Given data

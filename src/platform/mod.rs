//! Platform Module
//!
//! The seam between the chrome logic and the host window manager. Everything
//! the chrome needs from the outside world (placement queries, monitor
//! layout, shell app-bar state, timers, effect calls) goes through the
//! `Platform` and `EffectsProvider` traits so the frame and hit-test logic
//! stays a pure function of what the platform reports.

pub mod sim;
#[cfg(windows)]
pub mod win32;

use serde::{Deserialize, Serialize};
use std::time::Duration;

use crate::shared::{Point, Rect};
use crate::theme::Rgba;

/// Opaque identifier of a top-level window; never owned by the chrome
#[derive(Debug, Clone, Copy, PartialEq, Eq, Hash, PartialOrd, Ord)]
pub struct WindowHandle(pub isize);

/// Show state from the window placement record
#[derive(Debug, Clone, Copy, PartialEq, Eq, Serialize, Deserialize)]
#[serde(rename_all = "snake_case")]
pub enum ShowState {
    Normal,
    Minimized,
    Maximized,
}

/// Show-state change requested by the chrome
#[derive(Debug, Clone, Copy, PartialEq, Eq)]
pub enum ShowCommand {
    Minimize,
    Maximize,
    Restore,
}

/// Which monitor to fall back to when the window does not intersect one
#[derive(Debug, Clone, Copy, PartialEq, Eq)]
pub enum MonitorFallback {
    Primary,
    Nearest,
}

/// A screen edge an app-bar can be docked to
#[derive(Debug, Clone, Copy, PartialEq, Eq, Hash, Serialize, Deserialize)]
#[serde(rename_all = "snake_case")]
pub enum ScreenEdge {
    Left,
    Top,
    Right,
    Bottom,
}

impl ScreenEdge {
    /// Probe order for app-bar lookups
    pub const PROBE_ORDER: [ScreenEdge; 4] = [Self::Left, Self::Top, Self::Right, Self::Bottom];
}

/// Snapshot of one monitor; re-queried per event, never cached
#[derive(Debug, Clone, Copy, PartialEq, Eq)]
pub struct MonitorInfo {
    /// Full monitor bounds
    pub monitor: Rect,
    /// Monitor bounds minus docked app-bars
    pub work_area: Rect,
    pub primary: bool,
}

/// Identifier of a per-window platform timer
#[derive(Debug, Clone, Copy, PartialEq, Eq, Hash, PartialOrd, Ord)]
pub struct TimerId(pub usize);

/// Queries and commands the chrome issues against the host window manager.
///
/// Query failures are reported as `None`; callers turn them into safe
/// defaults rather than errors.
pub trait Platform {
    /// Show state of the window placement record
    fn show_state(&self, handle: WindowHandle) -> Option<ShowState>;

    /// Outer window rectangle in screen coordinates
    fn window_rect(&self, handle: WindowHandle) -> Option<Rect>;

    /// Geometry of the toolkit's top-level widget in physical screen pixels,
    /// the same space as hit-test cursors. Divide by `device_pixel_ratio` for
    /// logical units. `None` while the toolkit window is not realized.
    fn widget_geometry(&self, handle: WindowHandle) -> Option<Rect>;

    fn monitor_info(&self, handle: WindowHandle, fallback: MonitorFallback) -> Option<MonitorInfo>;

    /// Device pixel ratio of the toolkit window; `None` while not realized
    fn device_pixel_ratio(&self, handle: WindowHandle) -> Option<f64>;

    /// System resize-frame thickness plus padded border, in physical pixels
    fn frame_thickness_metric(&self) -> i32;

    /// Whether desktop composition is enabled
    fn composition_enabled(&self) -> bool;

    /// Whether the shell reports the taskbar in auto-hide mode
    fn app_bar_auto_hide(&self) -> bool;

    /// Whether an auto-hide app-bar occupies `edge` of the given monitor
    fn app_bar_on_edge(&self, edge: ScreenEdge, monitor: Rect) -> bool;

    /// Persisted user preference for dark apps; `None` if unreadable
    fn prefers_dark_theme(&self) -> Option<bool>;

    /// OS build number used to pick the modern platform variant
    fn os_build_number(&self) -> u32;

    fn show(&mut self, handle: WindowHandle, command: ShowCommand);

    fn close(&mut self, handle: WindowHandle);

    /// Hand the pointer to the native move loop (caption drag, snapping)
    fn begin_native_move(&mut self, handle: WindowHandle);

    fn request_repaint(&mut self, handle: WindowHandle);

    fn set_title(&mut self, handle: WindowHandle, title: &str);

    /// Arm a timer that delivers `WindowMessage::Timer(id)` after `delay`.
    /// Arming an id that is already armed replaces it.
    fn set_timer(&mut self, handle: WindowHandle, id: TimerId, delay: Duration);

    fn kill_timer(&mut self, handle: WindowHandle, id: TimerId);
}

/// Opaque compositor effects keyed by window handle. Calls are best effort;
/// nothing verifies that an effect actually rendered.
pub trait EffectsProvider {
    /// Open/close animation
    fn add_window_animation(&mut self, handle: WindowHandle);

    fn add_blur_behind(&mut self, handle: WindowHandle);

    fn add_shadow(&mut self, handle: WindowHandle);

    fn add_mica(&mut self, handle: WindowHandle, dark_mode: bool);

    fn add_acrylic(&mut self, handle: WindowHandle, tint: Rgba);

    fn remove_background(&mut self, handle: WindowHandle);
}

/// Platform window messages the chrome cares about, already decoded
#[derive(Debug, Clone, Copy, PartialEq, Eq)]
pub enum WindowMessage {
    /// Compute the client area. `rect` is the proposed client rectangle and
    /// is rewritten in place; `calc_valid_rects` is set when the calculation
    /// comes from a size change rather than a plain move.
    NcCalcSize { calc_valid_rects: bool, rect: Rect },
    /// Classify the cursor (screen coordinates) into a frame region
    NcHitTest { cursor: Point },
    NcLButtonDown,
    NcLButtonUp,
    NcRButtonUp,
    NcMouseLeave,
    MouseLeave,
    Timer(TimerId),
    Destroy,
    /// Anything else; carries the raw message id for logging
    Other(u32),
}

/// A message as delivered by the pre-dispatch hook
#[derive(Debug, Clone, Copy, PartialEq, Eq)]
pub struct RawMessage {
    /// `None` when the platform delivered a message without a window
    pub handle: Option<WindowHandle>,
    pub message: WindowMessage,
}

impl RawMessage {
    pub fn new(handle: WindowHandle, message: WindowMessage) -> Self {
        Self { handle: Some(handle), message }
    }
}
//! Configuration system for Area window chrome
//!
//! Loads configuration from TOML file at `~/.config/area-chrome/config.toml`
//! Auto-generates default config file on first run if missing.
//!
//! The file only carries raw choices. `ChromeConfig::resolve` validates them
//! against the running platform and produces the immutable `ChromeSettings`
//! a window is built from; an invalid value fails there, before any window
//! state exists.

use anyhow::{Context, Result};
use serde::{Deserialize, Serialize};
use std::fmt;
use std::fs;
use std::path::{Path, PathBuf};
use std::str::FromStr;
use std::time::Duration;
use tracing::{debug, info, warn};

use crate::error::ConfigError;
use crate::platform::Platform;
use crate::theme::{Appearance, Rgba};

/// First OS build treated as the modern platform variant (snap layouts, mica)
pub const DEFAULT_MODERN_BUILD: u32 = 22000;

/// Backdrop selection
#[derive(Debug, Clone, Copy, PartialEq, Eq, Serialize, Deserialize)]
#[serde(try_from = "String", into = "String")]
pub enum BackdropMode {
    /// Acrylic tint only
    Off,
    /// Mica; rejected on platforms older than the modern variant
    On,
    /// Mica on the modern variant, acrylic otherwise
    Auto,
}

impl FromStr for BackdropMode {
    type Err = ConfigError;

    fn from_str(s: &str) -> Result<Self, Self::Err> {
        match s {
            "off" | "false" => Ok(Self::Off),
            "on" | "true" => Ok(Self::On),
            "auto" | "if available" => Ok(Self::Auto),
            other => Err(ConfigError::InvalidBackdrop(other.to_string())),
        }
    }
}

impl TryFrom<String> for BackdropMode {
    type Error = ConfigError;

    fn try_from(value: String) -> Result<Self, Self::Error> {
        value.parse()
    }
}

impl fmt::Display for BackdropMode {
    fn fmt(&self, f: &mut fmt::Formatter<'_>) -> fmt::Result {
        f.write_str(match self {
            Self::Off => "off",
            Self::On => "on",
            Self::Auto => "auto",
        })
    }
}

impl From<BackdropMode> for String {
    fn from(mode: BackdropMode) -> Self {
        mode.to_string()
    }
}

/// Theme selection
#[derive(Debug, Clone, Copy, PartialEq, Eq, Serialize, Deserialize)]
#[serde(try_from = "String", into = "String")]
pub enum ThemeMode {
    /// Follow the persisted system preference
    Auto,
    Dark,
    Light,
}

impl FromStr for ThemeMode {
    type Err = ConfigError;

    fn from_str(s: &str) -> Result<Self, Self::Err> {
        match s {
            "auto" => Ok(Self::Auto),
            "dark" => Ok(Self::Dark),
            "light" => Ok(Self::Light),
            other => Err(ConfigError::InvalidTheme(other.to_string())),
        }
    }
}

impl TryFrom<String> for ThemeMode {
    type Error = ConfigError;

    fn try_from(value: String) -> Result<Self, Self::Error> {
        value.parse()
    }
}

impl fmt::Display for ThemeMode {
    fn fmt(&self, f: &mut fmt::Formatter<'_>) -> fmt::Result {
        f.write_str(match self {
            Self::Auto => "auto",
            Self::Dark => "dark",
            Self::Light => "light",
        })
    }
}

impl From<ThemeMode> for String {
    fn from(mode: ThemeMode) -> Self {
        mode.to_string()
    }
}

/// Main configuration structure
#[derive(Debug, Clone, Serialize, Deserialize)]
#[serde(default)]
pub struct ChromeConfig {
    pub backdrop: BackdropMode,
    pub theme: ThemeMode,
    /// Background tint, 8 hex digits RRGGBBAA
    pub color: String,
    /// OS build at which the modern variant starts
    pub modern_build_threshold: u32,
    /// Width of the resize bands along each window edge
    pub border_width: i32,
    /// How long the backdrop stays off after a move/resize burst
    pub effect_cooldown_ms: u64,
}

impl Default for ChromeConfig {
    fn default() -> Self {
        Self {
            backdrop: BackdropMode::Off,
            theme: ThemeMode::Auto,
            color: "F2F2F299".to_string(),
            modern_build_threshold: DEFAULT_MODERN_BUILD,
            border_width: 4,
            effect_cooldown_ms: 100,
        }
    }
}

impl ChromeConfig {
    /// Load configuration from file, or use defaults if file doesn't exist
    pub fn load() -> Result<Self> {
        let config_path = Self::config_path()?;

        if !config_path.exists() {
            info!("Config file not found at {:?}, using defaults", config_path);
            if let Err(e) = Self::save_default(&config_path) {
                warn!("Failed to create default config file: {}", e);
            }
            return Ok(Self::default());
        }

        Self::load_from(&config_path)
    }

    /// Load configuration from an explicit path
    pub fn load_from(path: &Path) -> Result<Self> {
        let content = fs::read_to_string(path)
            .with_context(|| format!("Failed to read config file {:?}", path))?;

        let config = Self::from_toml_str(&content).context("Failed to parse config file")?;

        info!("Configuration loaded from {:?}", path);
        debug!("Config: {:?}", config);

        Ok(config)
    }

    pub fn from_toml_str(content: &str) -> Result<Self> {
        Ok(toml::from_str(content)?)
    }

    /// Get the path to the config file
    fn config_path() -> Result<PathBuf> {
        let config_dir = dirs::config_dir()
            .context("Failed to get config directory")?
            .join("area-chrome");

        Ok(config_dir.join("config.toml"))
    }

    /// Save default configuration to file
    fn save_default(path: &Path) -> Result<()> {
        if let Some(parent) = path.parent() {
            fs::create_dir_all(parent).context("Failed to create config directory")?;
        }

        let toml_string = toml::to_string_pretty(&Self::default())
            .context("Failed to serialize default config")?;

        fs::write(path, toml_string).context("Failed to write default config file")?;

        info!("Created default config file at {:?}", path);
        Ok(())
    }

    /// Validate against the running platform and fix every derived choice
    pub fn resolve(&self, platform: &impl Platform) -> Result<ChromeSettings, ConfigError> {
        if self.border_width < 1 {
            return Err(ConfigError::InvalidBorderWidth(self.border_width));
        }
        if self.effect_cooldown_ms == 0 {
            return Err(ConfigError::InvalidCooldown(self.effect_cooldown_ms));
        }

        let build = platform.os_build_number();
        let is_modern = build >= self.modern_build_threshold;

        let use_mica = match self.backdrop {
            BackdropMode::On if !is_modern => {
                return Err(ConfigError::MicaUnsupported {
                    build,
                    threshold: self.modern_build_threshold,
                });
            }
            BackdropMode::On => true,
            BackdropMode::Auto => is_modern,
            BackdropMode::Off => false,
        };

        let dark_mode = match self.theme {
            ThemeMode::Dark => true,
            ThemeMode::Light => false,
            ThemeMode::Auto => platform.prefers_dark_theme().unwrap_or_else(|| {
                debug!("System theme preference unreadable, assuming light");
                false
            }),
        };

        let base: Rgba = self.color.parse()?;
        let acrylic_color = if dark_mode { base.darken_for_dark_mode() } else { base };

        let settings = ChromeSettings {
            is_modern,
            use_mica,
            appearance: Appearance::from_dark(dark_mode),
            acrylic_color,
            border_width: self.border_width,
            effect_cooldown: Duration::from_millis(self.effect_cooldown_ms),
        };
        debug!("Resolved chrome settings: {:?}", settings);
        Ok(settings)
    }
}

/// Validated, immutable settings of one chrome window
#[derive(Debug, Clone, Copy, PartialEq, Eq)]
pub struct ChromeSettings {
    /// Running on the modern platform variant
    pub is_modern: bool,
    pub use_mica: bool,
    pub appearance: Appearance,
    /// Acrylic tint, already darkened in dark mode
    pub acrylic_color: Rgba,
    pub border_width: i32,
    pub effect_cooldown: Duration,
}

Task directions
Would you output, from the records above, exactly the run of lines that starts at the line containing "use crate::theme::Rgba;" and ends at the line containing "Full monitor bounds", and only that run?

Written response
use crate::theme::Rgba;

/// Opaque identifier of a top-level window; never owned by the chrome
#[derive(Debug, Clone, Copy, PartialEq, Eq, Hash, PartialOrd, Ord)]
pub struct WindowHandle(pub isize);

/// Show state from the window placement record
#[derive(Debug, Clone, Copy, PartialEq, Eq, Serialize, Deserialize)]
#[serde(rename_all = "snake_case")]
pub enum ShowState {
    Normal,
    Minimized,
    Maximized,
}

/// Show-state change requested by the chrome
#[derive(Debug, Clone, Copy, PartialEq, Eq)]
pub enum ShowCommand {
    Minimize,
    Maximize,
    Restore,
}

/// Which monitor to fall back to when the window does not intersect one
#[derive(Debug, Clone, Copy, PartialEq, Eq)]
pub enum MonitorFallback {
    Primary,
    Nearest,
}

/// A screen edge an app-bar can be docked to
#[derive(Debug, Clone, Copy, PartialEq, Eq, Hash, Serialize, Deserialize)]
#[serde(rename_all = "snake_case")]
pub enum ScreenEdge {
    Left,
    Top,
    Right,
    Bottom,
}

impl ScreenEdge {
    /// Probe order for app-bar lookups
    pub const PROBE_ORDER: [ScreenEdge; 4] = [Self::Left, Self::Top, Self::Right, Self::Bottom];
}

/// Snapshot of one monitor; re-queried per event, never cached
#[derive(Debug, Clone, Copy, PartialEq, Eq)]
pub struct MonitorInfo {
    /// Full monitor bounds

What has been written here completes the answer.